Each transmission unit consists of header and actual data. The actual data is referred to as MSS (Maximum Segment Size), which defines the largest segment of TCP data that can be transmitted. Essentially,
MTU=MSS + TCP & IP headers.

For the purposes of this article and all comparisons I'll make the following assumptions:

• MSS=MTU-40 <-- a standard 40 byte header (20 byte IP and 20 byte TCP)
• packets are not being fragmented
• no packet loss
• no router congestion

Packet size vs. latency

Let's examine a transfer of 1,500,000 bytes of data using different packet size over a T1 line (T1=1,544,000 bits/sec) using the following formula:

( MSS + header ) * 8 bits/byte
---------------------------------- = delay (per hop)
1,544,000 bits/sec.

Then, using different MTU values, we can calculate the relevance of packet size to latency.

If MTU = 1500, then: (1460+40) * 8 / 1,544,000 = 7.772 ms delay per hop

If MTU = 576, then: (536+40) * 8 / 1,544,000 = 2.924 ms delay

Assuming a transfer over 10 hops, the 1500 MTU would wield 77.72 ms delay, while a 576 MTU would take 29.24 ms to transfer over a T1 line.

It is obvious then that smaller packets will be transmitted faster, simply because of the throughput limitation of the line. It's however somewhat moot point in large transfers, all that's illustrated above is the fact that transferring more data takes more time :)

Throughput vs. packet size

Using the same formula from our previous example, let's assume we need to transfer 1 MByte file over the same T1 line.

1MByte = 1024 KB = 1,048,576 bytes.

If MTU = 1500, then: (1460+40) * 8 / 1,544,000 = 7.772 ms delay per hop
1 MByte / MSS = 1,048,576 bytes / 1460 = 718.2, or effectively 719 packets to transfer 1 MByte.
Then, to transfer 1Mbyte: 719 packets * 7.772 ms delay per hop = 5588.068 ms, or 5.588 seconds per hop.
If we are transferring our 1 MByte file over 10 hops, it will ideally take us:
(1st packet * 10 hops * 7.772ms delay) + 718 * 7.772 = 5.658 seconds.

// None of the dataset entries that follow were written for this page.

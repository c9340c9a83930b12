use std::fmt;
use std::io::{self, Read};

use serde::{Deserialize, Serialize};
use sha1::{Digest, Sha1};

use crate::error::TypeError;
use crate::kind::ObjectKind;

/// Content-addressed identifier for any stored object.
///
/// An `ObjectId` is the SHA-1 digest of an object's type-prefixed serialized
/// form (`"<kind> <size>\0<payload>"`). Identical content always produces the
/// same `ObjectId`, making it both the identity and the storage key of an
/// object. The all-zero value is reserved as the "unset" sentinel.
#[derive(Clone, Copy, PartialEq, Eq, Hash, PartialOrd, Ord, Serialize, Deserialize)]
pub struct ObjectId([u8; 20]);

impl ObjectId {
    /// Create an `ObjectId` from a pre-computed 20-byte digest.
    pub const fn from_raw(raw: [u8; 20]) -> Self {
        Self(raw)
    }

    /// Compute the content address of an object: the SHA-1 of
    /// `"<kind> <decimal-size>\0"` followed by the payload bytes.
    pub fn hash_object(kind: ObjectKind, payload: &[u8]) -> Self {
        let mut hasher = Sha1::new();
        hasher.update(kind.name().as_bytes());
        hasher.update(b" ");
        hasher.update(payload.len().to_string().as_bytes());
        hasher.update([0u8]);
        hasher.update(payload);
        Self(hasher.finalize().into())
    }

    /// The null object ID (all zeros). Marks an object that has not been
    /// written yet.
    pub const fn null() -> Self {
        Self([0u8; 20])
    }

    /// Returns `true` if this is the null object ID.
    pub fn is_null(&self) -> bool {
        self.0 == [0u8; 20]
    }

    /// The raw 20-byte digest.
    pub fn as_bytes(&self) -> &[u8; 20] {
        &self.0
    }

    /// Lowercase hex representation (40 characters).
    pub fn to_hex(&self) -> String {
        hex::encode(self.0)
    }

    /// Short hex representation (first 8 characters).
    pub fn short_hex(&self) -> String {
        hex::encode(&self.0[..4])
    }

    /// Parse from a 40-character hex string.
    pub fn from_hex(s: &str) -> Result<Self, TypeError> {
        if s.len() != 40 {
            return Err(TypeError::InvalidLength {
                expected: 40,
                actual: s.len(),
            });
        }
        let bytes = hex::decode(s).map_err(|e| TypeError::InvalidHex(e.to_string()))?;
        let mut raw = [0u8; 20];
        raw.copy_from_slice(&bytes);
        Ok(Self(raw))
    }

    /// Fill an `ObjectId` from the next 20 bytes of a reader.
    pub fn read_from<R: Read>(r: &mut R) -> io::Result<Self> {
        let mut raw = [0u8; 20];
        r.read_exact(&mut raw)?;
        Ok(Self(raw))
    }
}

impl fmt::Debug for ObjectId {
    fn fmt(&self, f: &mut fmt::Formatter<'_>) -> fmt::Result {
        write!(f, "ObjectId({})", self.short_hex())
    }
}

impl fmt::Display for ObjectId {
    fn fmt(&self, f: &mut fmt::Formatter<'_>) -> fmt::Result {
        write!(f, "{}", self.to_hex())
    }
}

impl From<[u8; 20]> for ObjectId {
    fn from(raw: [u8; 20]) -> Self {
        Self(raw)
    }
}

impl From<ObjectId> for [u8; 20] {
    fn from(id: ObjectId) -> Self {
        id.0
    }
}

#[cfg(test)]
mod tests {
    use super::*;

    #[test]
    fn hash_object_is_deterministic() {
        let id1 = ObjectId::hash_object(ObjectKind::Blob, b"hello world");
        let id2 = ObjectId::hash_object(ObjectKind::Blob, b"hello world");
        assert_eq!(id1, id2);
    }

    #[test]
    fn different_kinds_produce_different_ids() {
        let id1 = ObjectId::hash_object(ObjectKind::Blob, b"same bytes");
        let id2 = ObjectId::hash_object(ObjectKind::Tree, b"same bytes");
        assert_ne!(id1, id2);
    }

    #[test]
    fn empty_blob_has_well_known_id() {
        let id = ObjectId::hash_object(ObjectKind::Blob, b"");
        assert_eq!(id.to_hex(), "e69de29bb2d1d6434b8b29ae775ad8c2e48c5391");
    }

    #[test]
    fn empty_tree_has_well_known_id() {
        let id = ObjectId::hash_object(ObjectKind::Tree, b"");
        assert_eq!(id.to_hex(), "4b825dc642cb6eb9a060e54bf8d69288fbee4904");
    }

    #[test]
    fn hello_blob_has_well_known_id() {
        let id = ObjectId::hash_object(ObjectKind::Blob, b"hello\n");
        assert_eq!(id.to_hex(), "ce013625030ba8dba906f756967f9e9ca394464a");
    }

    #[test]
    fn null_is_all_zeros() {
        let null = ObjectId::null();
        assert!(null.is_null());
        assert_eq!(null.as_bytes(), &[0u8; 20]);
        assert!(!ObjectId::from_raw([1u8; 20]).is_null());
    }

    #[test]
    fn hex_roundtrip() {
        let id = ObjectId::hash_object(ObjectKind::Blob, b"test");
        let hex = id.to_hex();
        assert_eq!(hex.len(), 40);
        assert_eq!(hex, hex.to_lowercase());
        let parsed = ObjectId::from_hex(&hex).unwrap();
        assert_eq!(id, parsed);
    }

    #[test]
    fn from_hex_rejects_wrong_length() {
        let err = ObjectId::from_hex("abcd").unwrap_err();
        assert_eq!(
            err,
            TypeError::InvalidLength {
                expected: 40,
                actual: 4
            }
        );
    }

    #[test]
    fn from_hex_rejects_non_hex() {
        let err = ObjectId::from_hex(&"zz".repeat(20)).unwrap_err();
        assert!(matches!(err, TypeError::InvalidHex(_)));
    }

    #[test]
    fn read_from_consumes_twenty_bytes() {
        let data = [7u8; 24];
        let mut cursor = std::io::Cursor::new(&data[..]);
        let id = ObjectId::read_from(&mut cursor).unwrap();
        assert_eq!(id.as_bytes(), &[7u8; 20]);
        assert_eq!(cursor.position(), 20);
    }

    #[test]
    fn ordering_is_lexicographic() {
        let lo = ObjectId::from_raw([0; 20]);
        let mut raw = [0u8; 20];
        raw[19] = 1;
        let hi = ObjectId::from_raw(raw);
        assert!(lo < hi);
    }

    #[test]
    fn serde_roundtrip() {
        let id = ObjectId::hash_object(ObjectKind::Blob, b"serde test");
        let json = serde_json::to_string(&id).unwrap();
        let parsed: ObjectId = serde_json::from_str(&json).unwrap();
        assert_eq!(id, parsed);
    }

    #[test]
    fn display_is_full_hex() {
        let id = ObjectId::hash_object(ObjectKind::Blob, b"display");
        assert_eq!(format!("{id}"), id.to_hex());
        assert_eq!(id.short_hex().len(), 8);
    }
}
//! Line-oriented parser for the FUSE test-vector format.
//!
//! Each record is a description line, an optional block of space-prefixed
//! event lines, a 12-token 16-bit register line, a 7-token extended register
//! line, and an optional block of memory chunk lines terminated by a `-1`
//! sentinel. The grammar is driven by a pull-based [`LineCursor`] and an
//! explicit per-record state machine instead of nested read-ahead.
//!
//! Lines whose token counts do not match an optional sub-block are skipped
//! silently; the corresponding fields stay unset and the emitter omits them.

/// Bus event recorded against a test case.
#[derive(Debug, Clone, PartialEq, Eq)]
pub struct Event {
    pub tick: u32,
    /// Event type tag as it appears in the input (`MR`, `MW`, `PR`, ...).
    pub kind: String,
    pub addr: u16,
    pub data: u8,
}

/// Main 16-bit register snapshot, in input order.
#[derive(Debug, Clone, Copy, PartialEq, Eq)]
pub struct Regs16 {
    pub af: u16,
    pub bc: u16,
    pub de: u16,
    pub hl: u16,
    pub af_: u16,
    pub bc_: u16,
    pub de_: u16,
    pub hl_: u16,
    pub ix: u16,
    pub iy: u16,
    pub sp: u16,
    pub pc: u16,
}

/// Extended register and interrupt-state snapshot.
#[derive(Debug, Clone, Copy, PartialEq, Eq)]
pub struct RegsExt {
    pub i: u8,
    pub r: u8,
    pub iff1: u8,
    pub iff2: u8,
    pub im: u8,
    pub halted: u8,
    pub ticks: u32,
}

/// One memory chunk: a start address and the bytes written there.
#[derive(Debug, Clone, PartialEq, Eq)]
pub struct MemChunk {
    pub addr: u16,
    pub bytes: Vec<u8>,
}

/// One fully parsed test-vector record.
///
/// `events` and `chunks` are `None` when the corresponding block was absent
/// from the input, which controls whether the emitter writes the sub-block
/// at all; `Some(vec![])` means the block was present but held no valid
/// entries.
#[derive(Debug, Clone, PartialEq, Eq)]
pub struct FuseTest {
    pub desc: String,
    pub events: Option<Vec<Event>>,
    pub regs: Option<Regs16>,
    pub ext: Option<RegsExt>,
    pub chunks: Option<Vec<MemChunk>>,
}

/// Pull-based cursor over input lines: a lazy, finite, single-pass sequence
/// with one line of lookahead. Not restartable.
struct LineCursor<'a> {
    lines: std::iter::Peekable<std::str::Lines<'a>>,
}

impl<'a> LineCursor<'a> {
    fn new(text: &'a str) -> Self {
        Self {
            lines: text.lines().peekable(),
        }
    }

    fn next(&mut self) -> Option<&'a str> {
        self.lines.next()
    }

    fn peek(&mut self) -> Option<&'a str> {
        self.lines.peek().copied()
    }

    /// Advances past blank separator lines to the next line with content.
    fn next_non_blank(&mut self) -> Option<&'a str> {
        loop {
            let line = self.next()?;
            if !line.trim().is_empty() {
                return Some(line);
            }
        }
    }
}

/// Per-record parse states; each record walks them in order.
enum State {
    ExpectDescription,
    ExpectEventsOrRegisters,
    ExpectExtendedRegisters,
    ExpectChunksOrNext,
}

/// Parses every record in `text`. One test is produced per description
/// line; malformed optional sub-blocks are dropped, never fatal.
pub fn parse_tests(text: &str) -> Vec<FuseTest> {
    let mut cursor = LineCursor::new(text);
    let mut tests = Vec::new();
    let mut current: Option<FuseTest> = None;
    let mut state = State::ExpectDescription;

    loop {
        match state {
            State::ExpectDescription => {
                let Some(line) = cursor.next_non_blank() else {
                    break;
                };
                let desc = line
                    .split_whitespace()
                    .next()
                    .unwrap_or_default()
                    .to_owned();
                current = Some(FuseTest {
                    desc,
                    events: None,
                    regs: None,
                    ext: None,
                    chunks: None,
                });
                state = State::ExpectEventsOrRegisters;
            }
            State::ExpectEventsOrRegisters => {
                let test = current.as_mut().expect("record in progress");
                if cursor.peek().is_some_and(|line| line.starts_with(' ')) {
                    let mut events = Vec::new();
                    while cursor.peek().is_some_and(|line| line.starts_with(' ')) {
                        let line = cursor.next().expect("peeked line");
                        if let Some(event) = parse_event(line) {
                            events.push(event);
                        }
                    }
                    test.events = Some(events);
                }
                test.regs = cursor.next().and_then(parse_regs16);
                state = State::ExpectExtendedRegisters;
            }
            State::ExpectExtendedRegisters => {
                let test = current.as_mut().expect("record in progress");
                test.ext = cursor.next().and_then(parse_regs_ext);
                state = State::ExpectChunksOrNext;
            }
            State::ExpectChunksOrNext => {
                let test = current.as_mut().expect("record in progress");
                let mut line = cursor.next();
                if line.is_some_and(|l| l.split_whitespace().count() > 1) {
                    let mut chunks = Vec::new();
                    // Consume chunk lines up to a lone `-1` sentinel, a
                    // blank separator, or end of input.
                    while let Some(l) = line {
                        let tokens: Vec<&str> = l.split_whitespace().collect();
                        if tokens.is_empty() || tokens[0] == "-1" {
                            break;
                        }
                        if let Some(chunk) = parse_chunk(&tokens) {
                            chunks.push(chunk);
                        }
                        line = cursor.next();
                    }
                    test.chunks = Some(chunks);
                }
                tests.push(current.take().expect("record in progress"));
                state = State::ExpectDescription;
            }
        }
    }

    // Input ended mid-record; keep what was parsed.
    if let Some(test) = current {
        tests.push(test);
    }
    tests
}

fn parse_event(line: &str) -> Option<Event> {
    let tokens: Vec<&str> = line.split_whitespace().collect();
    if tokens.len() != 4 {
        return None;
    }
    Some(Event {
        tick: tokens[0].parse().ok()?,
        kind: tokens[1].to_owned(),
        addr: u16::from_str_radix(tokens[2], 16).ok()?,
        data: u8::from_str_radix(tokens[3], 16).ok()?,
    })
}

fn parse_regs16(line: &str) -> Option<Regs16> {
    let tokens: Vec<&str> = line.split_whitespace().collect();
    if tokens.len() != 12 {
        return None;
    }
    let mut regs = [0u16; 12];
    for (slot, token) in regs.iter_mut().zip(&tokens) {
        *slot = u16::from_str_radix(token, 16).ok()?;
    }
    Some(Regs16 {
        af: regs[0],
        bc: regs[1],
        de: regs[2],
        hl: regs[3],
        af_: regs[4],
        bc_: regs[5],
        de_: regs[6],
        hl_: regs[7],
        ix: regs[8],
        iy: regs[9],
        sp: regs[10],
        pc: regs[11],
    })
}

fn parse_regs_ext(line: &str) -> Option<RegsExt> {
    let tokens: Vec<&str> = line.split_whitespace().collect();
    if tokens.len() != 7 {
        return None;
    }
    Some(RegsExt {
        i: u8::from_str_radix(tokens[0], 16).ok()?,
        r: u8::from_str_radix(tokens[1], 16).ok()?,
        iff1: tokens[2].parse().ok()?,
        iff2: tokens[3].parse().ok()?,
        im: tokens[4].parse().ok()?,
        halted: tokens[5].parse().ok()?,
        ticks: tokens[6].parse().ok()?,
    })
}

/// Parses one chunk line: a start address followed by byte values up to an
/// in-line `-1` sentinel.
fn parse_chunk(tokens: &[&str]) -> Option<MemChunk> {
    let addr = u16::from_str_radix(tokens[0], 16).ok()?;
    let mut bytes = Vec::new();
    for token in &tokens[1..] {
        if *token == "-1" {
            break;
        }
        bytes.push(u8::from_str_radix(token, 16).ok()?);
    }
    Some(MemChunk { addr, bytes })
}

If MTU = 576, then: (536+40) * 8 / 1,544,000 = 2.924 ms delay per hop.
1 MByte / MSS = 1,048,576 bytes / 536 = 1956.3, or effectively 1957 packets to transfer 1 MByte.
Then, to transfer 1 MByte: 1957 packets * 2.924 ms delay per hop = 5722.268 ms, or 5.722 seconds per hop.
If we are transferring our 1 MByte file over the same 10 hops:
(1st packet *10 hops * 2.924ms delay) + 1956 * 2.924 = 5.748 sec.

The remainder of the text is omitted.